Exercise objective – Write out exactly what each line says, starting with the first line below and ending on the one with "async fn main()".

Materials provided –
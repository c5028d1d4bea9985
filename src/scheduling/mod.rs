mod common;
mod ledger;
mod poller;
mod scheduler;
mod wakeup;

pub use common::{FireSender, Occurrence, OccurrenceKey};
pub use ledger::TriggerLedger;
pub use poller::Poller;
pub use scheduler::{DEFAULT_HORIZON, OccurrenceScheduler, SchedulingStrategy};
pub use wakeup::{TokioWakeupService, WakeupService};
use std::sync::Arc;

use anyhow::Context;
use chimeclock::{
    appsettings::{AppSettings, SchedulerMode},
    clock::{Clock, SystemClock},
    playback::{CommandSoundPlayer, CommandSpeech, NoopKeepAwake, PlaybackSequencer},
    recurrence::remaining_time,
    scheduling::TokioWakeupService,
    service::{AlarmClock, ServiceOptions, Wakeups},
    storage::JsonFileStore,
};

#[tokio::main]
async fn main() -> anyhow::Result<()> {
    dotenvy::dotenv().ok();
    pretty_env_logger::formatted_timed_builder()
        .filter_level(log::LevelFilter::Info)
        .parse_env("RUST_LOG")
        .init();

    let settings = AppSettings::load().context("Could not load settings")?;
    log::debug!("Settings: {settings:?}");

    let clock: Arc<dyn Clock> = Arc::new(SystemClock);
    let sound = CommandSoundPlayer::new(&settings.playback.sound_command, clock.clone())
        .context("Invalid playback.sound_command")?;
    let speech = CommandSpeech::new(&settings.playback.speech_command)
        .context("Invalid playback.speech_command")?;
    let sequencer = Arc::new(PlaybackSequencer::new(
        Arc::new(sound),
        Arc::new(speech),
        Arc::new(NoopKeepAwake),
        clock.clone(),
        settings.playback_options(),
    ));

    let wakeups = match settings.scheduler.mode {
        SchedulerMode::Polling => Wakeups::Polling {
            interval: settings.poll_interval(),
        },
        SchedulerMode::Callback => {
            let (service, fired) = TokioWakeupService::new(clock.clone());
            Wakeups::Callback {
                service: Arc::new(service),
                fired,
            }
        }
    };

    let alarm_clock = AlarmClock::start(
        Arc::new(JsonFileStore::new(settings.storage.path.clone())),
        wakeups,
        sequencer,
        clock.clone(),
        ServiceOptions {
            horizon: settings.horizon(),
            refresh_interval: settings.refresh_interval(),
        },
    )
    .await;

    let now = clock.now();
    let upcoming = alarm_clock.upcoming().await;
    log::info!("{} alarm(s) within the next {} h", upcoming.len(), settings.horizon().num_hours());
    for occurrence in upcoming {
        log::info!(
            "  {} in {} (occurrence {})",
            occurrence.fire_at.format("%a %H:%M"),
            remaining_time(&occurrence.fire_at, &now),
            occurrence.key
        );
    }

    tokio::signal::ctrl_c()
        .await
        .context("Could not listen for Ctrl-C")?;
    log::info!("Shutting down");
    alarm_clock.shutdown().await;

    Ok(())
}
use std::{fmt, str::FromStr};

use chrono::{NaiveTime, Timelike, Weekday};
use serde::{Deserialize, Serialize};

use super::ModelError;

/// Time of day an alarm-event fires at, always with zero seconds.
#[derive(Debug, Clone, Copy, PartialEq, Eq, PartialOrd, Ord, Hash, Serialize, Deserialize)]
#[serde(try_from = "String", into = "String")]
pub struct AlarmTime(NaiveTime);

impl AlarmTime {
    pub fn new(inner: NaiveTime) -> Self {
        let normalized_time = NaiveTime::from_hms_opt(inner.hour(), inner.minute(), 0)
            .unwrap_or(NaiveTime::MIN);
        Self(normalized_time)
    }

    pub fn from_hm(hour: u32, minute: u32) -> Result<Self, ModelError> {
        NaiveTime::from_hms_opt(hour, minute, 0)
            .map(Self)
            .ok_or_else(|| ModelError::InvalidTime(format!("{hour}:{minute:02}")))
    }

    pub fn time(&self) -> NaiveTime {
        self.0
    }

    pub fn hour(&self) -> u32 {
        self.0.hour()
    }

    pub fn minute(&self) -> u32 {
        self.0.minute()
    }

    pub fn minutes_since_midnight(&self) -> u32 {
        self.hour() * 60 + self.minute()
    }
}

impl FromStr for AlarmTime {
    type Err = ModelError;

    fn from_str(s: &str) -> Result<Self, Self::Err> {
        let invalid = || ModelError::InvalidTime(s.to_owned());
        let (hour, minute) = s.trim().split_once(':').ok_or_else(invalid)?;
        let hour = parse_component(hour).ok_or_else(invalid)?;
        let minute = parse_component(minute).ok_or_else(invalid)?;

        Self::from_hm(hour, minute).map_err(|_| invalid())
    }
}

fn parse_component(part: &str) -> Option<u32> {
    if part.is_empty() || part.len() > 2 || !part.bytes().all(|b| b.is_ascii_digit()) {
        return None;
    }
    part.parse().ok()
}

impl fmt::Display for AlarmTime {
    fn fmt(&self, f: &mut fmt::Formatter<'_>) -> fmt::Result {
        write!(f, "{:02}:{:02}", self.hour(), self.minute())
    }
}

impl TryFrom<String> for AlarmTime {
    type Error = ModelError;

    fn try_from(value: String) -> Result<Self, Self::Error> {
        value.parse()
    }
}

impl From<AlarmTime> for String {
    fn from(value: AlarmTime) -> Self {
        value.to_string()
    }
}

/// Subset of the week, numbered 1 (Monday) to 7 (Sunday).
#[derive(Clone, Copy, PartialEq, Eq, Hash, Default, Serialize, Deserialize)]
#[serde(try_from = "Vec<u8>", into = "Vec<u8>")]
pub struct WeekdaySet(u8);

impl WeekdaySet {
    pub const EMPTY: Self = Self(0);
    pub const ALL: Self = Self(0b111_1111);
    pub const WORKDAYS: Self = Self(0b001_1111);

    pub fn from_numbers(numbers: impl IntoIterator<Item = u8>) -> Result<Self, ModelError> {
        let mut set = Self::EMPTY;
        for number in numbers {
            set.insert(weekday_from_number(number)?);
        }
        Ok(set)
    }

    pub fn insert(&mut self, day: Weekday) {
        self.0 |= bit(day);
    }

    pub fn remove(&mut self, day: Weekday) {
        self.0 &= !bit(day);
    }

    pub fn contains(&self, day: Weekday) -> bool {
        self.0 & bit(day) != 0
    }

    pub fn is_empty(&self) -> bool {
        self.0 == 0
    }

    pub fn len(&self) -> usize {
        self.0.count_ones() as usize
    }

    pub fn iter(&self) -> impl Iterator<Item = Weekday> + '_ {
        WEEK.into_iter().filter(|day| self.contains(*day))
    }

    pub fn numbers(&self) -> Vec<u8> {
        self.iter()
            .map(|day| day.number_from_monday() as u8)
            .collect()
    }
}

const WEEK: [Weekday; 7] = [
    Weekday::Mon,
    Weekday::Tue,
    Weekday::Wed,
    Weekday::Thu,
    Weekday::Fri,
    Weekday::Sat,
    Weekday::Sun,
];

fn bit(day: Weekday) -> u8 {
    1 << day.num_days_from_monday()
}

fn weekday_from_number(number: u8) -> Result<Weekday, ModelError> {
    match number {
        1..=7 => Ok(WEEK[usize::from(number - 1)]),
        other => Err(ModelError::InvalidWeekday(other)),
    }
}

impl FromIterator<Weekday> for WeekdaySet {
    fn from_iter<T: IntoIterator<Item = Weekday>>(iter: T) -> Self {
        let mut set = Self::EMPTY;
        for day in iter {
            set.insert(day);
        }
        set
    }
}

impl fmt::Debug for WeekdaySet {
    fn fmt(&self, f: &mut fmt::Formatter<'_>) -> fmt::Result {
        f.debug_set().entries(self.iter()).finish()
    }
}

impl TryFrom<Vec<u8>> for WeekdaySet {
    type Error = ModelError;

    fn try_from(value: Vec<u8>) -> Result<Self, Self::Error> {
        Self::from_numbers(value)
    }
}

impl From<WeekdaySet> for Vec<u8> {
    fn from(value: WeekdaySet) -> Self {
        value.numbers()
    }
}

#[cfg(test)]
mod tests {
    use super::*;

    #[test]
    fn parses_padded_and_unpadded_times() {
        assert_eq!("07:30".parse::<AlarmTime>().unwrap(), AlarmTime::from_hm(7, 30).unwrap());
        assert_eq!("7:05".parse::<AlarmTime>().unwrap(), AlarmTime::from_hm(7, 5).unwrap());
        assert_eq!(AlarmTime::from_hm(23, 59).unwrap().to_string(), "23:59");
    }

    #[test]
    fn rejects_malformed_times() {
        for input in ["", "24:00", "12:60", "12", "ab:cd", "+1:00", "12:00:00", "123:00"] {
            assert!(input.parse::<AlarmTime>().is_err(), "{input:?} should be rejected");
        }
    }

    #[test]
    fn normalizes_seconds_away() {
        let time = AlarmTime::new(NaiveTime::from_hms_milli_opt(6, 15, 42, 300).unwrap());
        assert_eq!(time.time(), NaiveTime::from_hms_opt(6, 15, 0).unwrap());
    }

    #[test]
    fn weekday_set_uses_monday_based_numbers() {
        let set = WeekdaySet::from_numbers([7, 1, 3, 1]).unwrap();

        assert_eq!(set.len(), 3);
        assert!(set.contains(Weekday::Mon));
        assert!(set.contains(Weekday::Wed));
        assert!(set.contains(Weekday::Sun));
        assert!(!set.contains(Weekday::Tue));
        assert_eq!(set.numbers(), vec![1, 3, 7]);
    }

    #[test]
    fn weekday_set_rejects_out_of_range_numbers() {
        assert_eq!(
            WeekdaySet::from_numbers([0]),
            Err(ModelError::InvalidWeekday(0))
        );
        assert_eq!(
            WeekdaySet::from_numbers([8]),
            Err(ModelError::InvalidWeekday(8))
        );
    }

    #[test]
    fn serializes_as_plain_values() {
        let json = serde_json::to_string(&(AlarmTime::from_hm(9, 0).unwrap(), WeekdaySet::WORKDAYS))
            .unwrap();
        assert_eq!(json, r#"["09:00",[1,2,3,4,5]]"#);
    }
}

Answer –
repository c5028d1d4bea9985
filename src/scheduling/mod.rs
mod common;
mod ledger;
mod poller;
mod scheduler;
mod wakeup;

pub use common::{FireSender, Occurrence, OccurrenceKey};
pub use ledger::TriggerLedger;
pub use poller::Poller;
pub use scheduler::{DEFAULT_HORIZON, OccurrenceScheduler, SchedulingStrategy};
pub use wakeup::{TokioWakeupService, WakeupService};
use std::sync::Arc;

use anyhow::Context;
use chimeclock::{
    appsettings::{AppSettings, SchedulerMode},
    clock::{Clock, SystemClock},
    playback::{CommandSoundPlayer, CommandSpeech, NoopKeepAwake, PlaybackSequencer},
    recurrence::remaining_time,
    scheduling::TokioWakeupService,
    service::{AlarmClock, ServiceOptions, Wakeups},
    storage::JsonFileStore,
};

#[tokio::main]
async fn main() -> anyhow::Result<()> {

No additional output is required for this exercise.